# Task item
Reply with nothing but the number of lines in the data below where the word "struct" occurs.

# Material provided
╭──

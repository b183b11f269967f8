use std::str::FromStr;

use serde::{Deserialize, Serialize};
use time::OffsetDateTime;
use uuid::Uuid;

#[derive(Clone, Copy, Debug, Deserialize, Eq, PartialEq, Serialize)]
#[serde(rename_all = "lowercase")]
pub enum Role {
    Admin,
    Customer,
}

impl Role {
    pub fn as_str(self) -> &'static str {
        match self {
            Role::Admin => "admin",
            Role::Customer => "customer",
        }
    }
}

impl FromStr for Role {
    type Err = String;

    fn from_str(s: &str) -> Result<Self, Self::Err> {
        match s {
            "admin" => Ok(Role::Admin),
            "customer" => Ok(Role::Customer),
            other => Err(other.to_owned()),
        }
    }
}

/// A person who has made at least one booking, or registered.
#[derive(Clone, Debug, Serialize)]
pub struct Customer {
    pub(crate) id: Uuid,

    pub(crate) name: String,

    /// The lookup key for guests. Unique when present.
    pub(crate) phone: Option<String>,

    /// Unique. Synthesized for guests.
    pub(crate) email: String,

    pub(crate) role: Role,

    #[serde(with = "time::serde::timestamp")]
    pub(crate) created_at: OffsetDateTime,
}

impl Customer {
    pub fn new(
        id: Uuid,
        name: String,
        phone: Option<String>,
        email: String,
        role: Role,
        created_at: OffsetDateTime,
    ) -> Self {
        Customer {
            id,
            name,
            phone,
            email,
            role,
            created_at,
        }
    }

    pub fn id(&self) -> Uuid {
        self.id
    }

    pub fn name(&self) -> &str {
        &self.name
    }

    pub fn email(&self) -> &str {
        &self.email
    }

    pub fn phone(&self) -> Option<&str> {
        self.phone.as_deref()
    }

    pub fn summary(&self) -> CustomerSummary {
        CustomerSummary {
            id: self.id,
            name: self.name.clone(),
            email: self.email.clone(),
            phone: self.phone.clone(),
        }
    }
}

/// A customer account created implicitly from a phone number. It has an
/// empty password credential, so it cannot log in.
#[derive(Clone, Debug)]
pub struct GuestCustomer {
    pub(crate) id: Uuid,
    pub(crate) name: String,
    pub(crate) phone: String,
    pub(crate) email: String,
}

impl GuestCustomer {
    pub fn new(name: String, phone: String, email: String) -> Self {
        GuestCustomer {
            id: Uuid::new_v4(),
            name,
            phone,
            email,
        }
    }
}

/// The customer fields attached to a booking for display.
#[derive(Clone, Debug, Deserialize, PartialEq, Serialize)]
pub struct CustomerSummary {
    pub(crate) id: Uuid,
    pub(crate) name: String,
    pub(crate) email: String,
    pub(crate) phone: Option<String>,
}

impl CustomerSummary {
    pub fn id(&self) -> Uuid {
        self.id
    }

    pub fn name(&self) -> &str {
        &self.name
    }
}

╰──

# Solution below
3